You have never heard such silence. There was no music coming from the stereo in the Orioles' clubhouse. The giant televisions were black. None of the players or coaches was talking above a whisper, if at all.
They were sitting by their lockers, their backs to the world, their eyes fixed on the wall, their counsel private. It was late yesterday afternoon, just before batting practice, and word had come down about Tim Hulett's little boy.
What else could there be? Just silence. Just the hum of the air conditioners. Just a collection of desperately sad ballplayers wanting to do anything except play a game.
How could anything measure against the death of a small child? A 6-year-old so full of bounce and brotherhood, gone in a moment? There is no worse tragedy. Nothing more wretched or appalling or unfair. A scar is left that will never heal.
You have to understand about the Huletts. They are a family painted by Norman Rockwell. The major-league dad completely without pretension, his pretty wife and their four young sons climbing all over each other. Why, they even live in Springfield, Ill., the home of by-God Abe Lincoln.
Everyone has a story about them. How they overrun the club's father-son softball games. How they get off elevators together -- and keep coming and coming and coming, like something from a Marx Brothers movie. How they filled the clubhouse with joy.
Now, there is this new story, the worst you have ever heard. The clan was coming home from the playground Wednesday, excited about their dad coming home from a road trip in a few hours, and Sam, the second-youngest, stepped into the street -- in front of a car. The other three boys saw it happen.
Suddenly, in an instant, there is a scar that will never heal. Other parents can understand a fraction of the family's pain, but only those who have suffered similarly can truly understand. The rest of us can only watch. Just watch and cry and curse.

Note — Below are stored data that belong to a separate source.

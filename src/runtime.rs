use std::cell::RefCell;
use std::rc::Rc;

use gloo::events::EventListener;
use web_sys::{Document, Window};

use portfolio_fx_core::{Capabilities, FxConfig};

use crate::anchors::{self, AnchorView};
use crate::config;
use crate::env;
use crate::error::FxError;
use crate::parallax::{self, ParallaxView};
use crate::reveal::{self, RevealView};
use crate::storage::LocalStore;
use crate::theme;
use crate::widget::{self, WidgetView};

/// Handles that keep each component's listeners and observers attached for
/// the lifetime of the page.
#[derive(Default)]
struct Installed {
    _reveal: Option<Rc<RevealView>>,
    _anchors: Option<AnchorView>,
    _parallax: Option<Rc<ParallaxView>>,
    _widget: Option<Rc<WidgetView<LocalStore>>>,
}

thread_local! {
    static INSTALLED: RefCell<Option<Installed>> = RefCell::new(None);
    static READY_LISTENER: RefCell<Option<EventListener>> = RefCell::new(None);
}

pub(crate) fn start() -> Result<(), FxError> {
    let window = web_sys::window().ok_or(FxError::NoWindow)?;
    let document = window.document().ok_or(FxError::NoDocument)?;
    let config = config::load(&window);
    let capabilities = env::detect(&window);
    let themed = theme::apply(&document, &config.dark_class, capabilities);

    if document.ready_state() != "loading" {
        install_all(&window, &document, &config, capabilities, themed);
        return Ok(());
    }
    let ready_document = document.clone();
    let listener = EventListener::once(&document, "DOMContentLoaded", move |_| {
        install_all(&window, &ready_document, &config, capabilities, themed);
    });
    READY_LISTENER.with(|slot| {
        *slot.borrow_mut() = Some(listener);
    });
    Ok(())
}

fn install_all(
    window: &Window,
    document: &Document,
    config: &FxConfig,
    capabilities: Capabilities,
    themed: bool,
) {
    if !themed {
        theme::apply(document, &config.dark_class, capabilities);
    }
    let mut installed = Installed::default();

    match reveal::install(document, &config.reveal, capabilities) {
        Ok(view) => installed._reveal = view,
        Err(err) => {
            gloo::console::warn!("reveal: install failed", err.to_string());
        }
    }
    match anchors::install(document, &config.anchor_selector) {
        Ok(view) => {
            gloo::console::log!("anchors: intercepting", view.len() as u32);
            installed._anchors = Some(view);
        }
        Err(err) => {
            gloo::console::warn!("anchors: install failed", err.to_string());
        }
    }
    installed._parallax = parallax::install(window, document, &config.parallax, capabilities);
    installed._widget = widget::install(window, document, &config.widget, LocalStore::open(window));

    INSTALLED.with(|slot| {
        *slot.borrow_mut() = Some(installed);
    });
}
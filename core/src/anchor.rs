#[derive(Clone, Copy, Debug, PartialEq, Eq)]
pub enum AnchorHref<'a> {
    /// The bare `#` placeholder link.
    Bare,
    /// An in-page fragment, kept with its leading `#` so it doubles as an id
    /// selector.
    Fragment(&'a str),
    /// Anything that does not start with `#`.
    Foreign,
}

#[derive(Clone, Copy, Debug, PartialEq, Eq)]
pub enum AnchorAction {
    /// Leave the click alone; no lookup is attempted.
    Ignore,
    /// Cancel the navigation and smooth-scroll the target to the top.
    SmoothScroll,
    /// No target; let the browser do its default navigation.
    PassThrough,
}

pub fn classify_href(href: &str) -> AnchorHref<'_> {
    if href == "#" {
        AnchorHref::Bare
    } else if href.starts_with('#') {
        AnchorHref::Fragment(href)
    } else {
        AnchorHref::Foreign
    }
}

/// `target_exists` is only consulted for fragments; the DOM lookup is skipped
/// entirely for bare and foreign hrefs.
pub fn decide<F>(href: &str, target_exists: F) -> AnchorAction
where
    F: FnOnce(&str) -> bool,
{
    match classify_href(href) {
        AnchorHref::Bare | AnchorHref::Foreign => AnchorAction::Ignore,
        AnchorHref::Fragment(selector) => {
            if target_exists(selector) {
                AnchorAction::SmoothScroll
            } else {
                AnchorAction::PassThrough
            }
        }
    }
}
pub mod anchor;
pub mod config;
pub mod drag;
pub mod env;
pub mod parallax;
pub mod position;
pub mod reveal;
pub mod storage;

pub use anchor::{classify_href, decide, AnchorAction, AnchorHref};
pub use config::{FxConfig, ParallaxConfig, RevealConfig, WidgetConfig, WIDGET_POSITION_KEY};
pub use drag::{clamp_to_viewport, DragMachine, DragState, GestureEnd, Point, Size};
pub use env::Capabilities;
pub use parallax::{parallax_update, FrameGate, ParallaxParams, ParallaxStyle};
pub use position::{PositionError, WidgetPosition};
pub use reveal::{IntersectionSample, RevealTargetId, RevealTracker};
pub use storage::{KeyValueStore, MemoryStore, StorageError, WidgetPositionStore};
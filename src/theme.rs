use web_sys::Document;

use portfolio_fx_core::Capabilities;

/// Tags `<body>` for a dark color scheme. Returns `false` only when the body
/// does not exist yet, so the caller can retry once the document is parsed.
pub(crate) fn apply(document: &Document, dark_class: &str, capabilities: Capabilities) -> bool {
    if !capabilities.prefers_dark {
        return true;
    }
    let Some(body) = document.body() else {
        return false;
    };
    if body.class_list().add_1(dark_class).is_err() {
        gloo::console::warn!("theme: failed to add class", dark_class);
    }
    true
}
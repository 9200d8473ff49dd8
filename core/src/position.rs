use serde::{Deserialize, Serialize};

use crate::drag::Point;

#[derive(Debug, thiserror::Error)]
pub enum PositionError {
    #[error("widget position is not valid json: {0}")]
    Malformed(#[from] serde_json::Error),
    #[error("widget position is not finite")]
    NotFinite,
}

/// Persisted top-left of the floating widget, in viewport pixels.
#[derive(Clone, Copy, Debug, PartialEq, Serialize, Deserialize)]
pub struct WidgetPosition {
    pub x: f64,
    pub y: f64,
}

impl WidgetPosition {
    pub fn new(x: f64, y: f64) -> Self {
        Self { x, y }
    }

    pub fn parse(raw: &str) -> Result<Self, PositionError> {
        let position: WidgetPosition = serde_json::from_str(raw)?;
        if !position.x.is_finite() || !position.y.is_finite() {
            return Err(PositionError::NotFinite);
        }
        Ok(position)
    }

    pub fn to_json(&self) -> Result<String, serde_json::Error> {
        serde_json::to_string(self)
    }

    pub fn left_px(&self) -> String {
        format!("{}px", self.x)
    }

    pub fn top_px(&self) -> String {
        format!("{}px", self.y)
    }
}

impl From<Point> for WidgetPosition {
    fn from(point: Point) -> Self {
        Self::new(point.x, point.y)
    }
}

impl From<WidgetPosition> for Point {
    fn from(position: WidgetPosition) -> Self {
        Point::new(position.x, position.y)
    }
}

#[cfg(test)]
mod tests {
    use super::*;

    #[test]
    fn accepts_integer_and_float_coordinates() {
        assert_eq!(
            WidgetPosition::parse(r#"{"x":42,"y":17.5}"#).unwrap(),
            WidgetPosition::new(42.0, 17.5)
        );
    }

    #[test]
    fn ignores_extra_fields() {
        let raw = r#"{"x":1,"y":2,"width":30}"#;
        assert_eq!(WidgetPosition::parse(raw).unwrap(), WidgetPosition::new(1.0, 2.0));
    }

    #[test]
    fn rejects_garbage_and_missing_axes() {
        assert!(matches!(
            WidgetPosition::parse("not json"),
            Err(PositionError::Malformed(_))
        ));
        assert!(WidgetPosition::parse(r#"{"x":1}"#).is_err());
        assert!(WidgetPosition::parse(r#"{"x":"1","y":2}"#).is_err());
        assert!(WidgetPosition::parse("null").is_err());
    }

    #[test]
    fn pixel_strings() {
        let position = WidgetPosition::new(42.0, 17.25);
        assert_eq!(position.left_px(), "42px");
        assert_eq!(position.top_px(), "17.25px");
    }
}
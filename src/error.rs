use wasm_bindgen::{JsCast, JsValue};

#[derive(Debug, thiserror::Error)]
pub(crate) enum FxError {
    #[error("missing window")]
    NoWindow,
    #[error("missing document")]
    NoDocument,
    #[error("js error: {0}")]
    Js(String),
}

pub(crate) fn js_message(error: &JsValue) -> String {
    if let Some(value) = error.as_string() {
        return value;
    }
    if let Some(error) = error.dyn_ref::<js_sys::Error>() {
        if let Some(value) = error.message().as_string() {
            return value;
        }
    }
    if let Ok(json) = js_sys::JSON::stringify(error) {
        if let Some(value) = json.as_string() {
            return value;
        }
    }
    "js error".to_string()
}

pub(crate) fn js_err(error: JsValue) -> FxError {
    FxError::Js(js_message(&error))
}
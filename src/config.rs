use js_sys::Reflect;
use wasm_bindgen::JsValue;
use web_sys::Window;

use portfolio_fx_core::FxConfig;

use crate::error::js_message;

/// Optional page-level override, e.g.
/// `window.__PORTFOLIO_FX = { widget: { storage_key: "my-key" } }`.
const CONFIG_GLOBAL: &str = "__PORTFOLIO_FX";

pub(crate) fn load(window: &Window) -> FxConfig {
    let Ok(value) = Reflect::get(window, &JsValue::from_str(CONFIG_GLOBAL)) else {
        return FxConfig::default();
    };
    if value.is_null() || value.is_undefined() {
        return FxConfig::default();
    }
    let raw = match js_sys::JSON::stringify(&value) {
        Ok(raw) => raw.as_string(),
        Err(err) => {
            gloo::console::warn!("config: override not serializable", js_message(&err));
            return FxConfig::default();
        }
    };
    let Some(raw) = raw else {
        return FxConfig::default();
    };
    match FxConfig::from_json(&raw) {
        Ok(config) => {
            gloo::console::log!("config: using page override");
            config
        }
        Err(err) => {
            gloo::console::warn!("config: invalid override", err.to_string());
            FxConfig::default()
        }
    }
}
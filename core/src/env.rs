/// Environment signals read once at startup and handed to each component.
#[derive(Clone, Copy, Debug, Default, PartialEq, Eq)]
pub struct Capabilities {
    pub reduced_motion: bool,
    pub prefers_dark: bool,
    pub intersection_observer: bool,
}

impl Capabilities {
    /// Full motion, light scheme, observation available.
    pub fn full_motion() -> Self {
        Self {
            reduced_motion: false,
            prefers_dark: false,
            intersection_observer: true,
        }
    }

    pub fn with_reduced_motion(mut self, reduced: bool) -> Self {
        self.reduced_motion = reduced;
        self
    }

    pub fn with_dark(mut self, dark: bool) -> Self {
        self.prefers_dark = dark;
        self
    }

    pub fn with_intersection_observer(mut self, available: bool) -> Self {
        self.intersection_observer = available;
        self
    }

    pub fn allows_reveal(&self) -> bool {
        !self.reduced_motion && self.intersection_observer
    }

    pub fn allows_parallax(&self) -> bool {
        !self.reduced_motion
    }
}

"We don't really know what to say," said Storm Davis, who, as the Orioles' player representative, handled the speaking chores for the team. "We're having a hard time with it right now."
You have never heard such a hard time. Such silence. The Orioles met in their haze with manager Johnny Oates before batting practice, then stumbled into the afternoon glare. The usual round of buoyant rock music was gone from the public address system. No one said anything. They went about their daily chores lifelessly, by rote. The only sound was the wind.
All of the emotion was gathered in the players' faces. The big-league veneer was gone. These were just young parents like so many others, just dads trying to comprehend the horror.
There was Chito Martinez, who is always bringing his young son into the clubhouse, carrying a bat with his eyebrows gathered, looking as if he was about to cry. There was Mark McLemore, usually so full of smiles before games, standing by the batting cage with a thousand-yard stare.
There was Sam Horn, whose young son went through surgery earlier this season, walking along with his shoulders slumped, the embodiment of depression. There was Leo Gomez, the father of an exuberant 3-year-old boy, standing in the field with his mouth and eyebrows about an inch apart.
There was Storm Davis, who spent the long, awful night with the Huletts, and who, after making it through a round of live TV interviews, turned from the cameras with his eyes wet and jogged to the outfield.
"Storm's trying, but he isn't doing so good right now," an Orioles spokesman said.
"My wife asked me if we couldn't just this once stop work for one day?" Oates said on the field. "But we can't. We have to come to work even when we're hurting."
Fans were gathering along the base lines by now, the gates open, but it was different. There were few pleas for autographs, as if everyone knew to keep a distance. Music finally came over the speakers, but softly, almost inaudibly.
"It sure is quiet tonight," Oates said, looking around.
He also had been with the Huletts late Wednesday night at the hospital. "It would be crazy not to say tonight is going to be different," he said. "It's going to be hard. But it's nothing compared to what Tim and Linda are going through. I mean, what can you say?"
You can say the truth, that the games will go on because they always do, and Hulett will come back and play because that is what he does. But this season will never be the same for the Orioles, and there will always be an empty chair at the Huletts' dinner table, and it isn't fair, and the only thing the rest of us can do is offer our thoughts and hug our own kids just a little bit tighter this morning.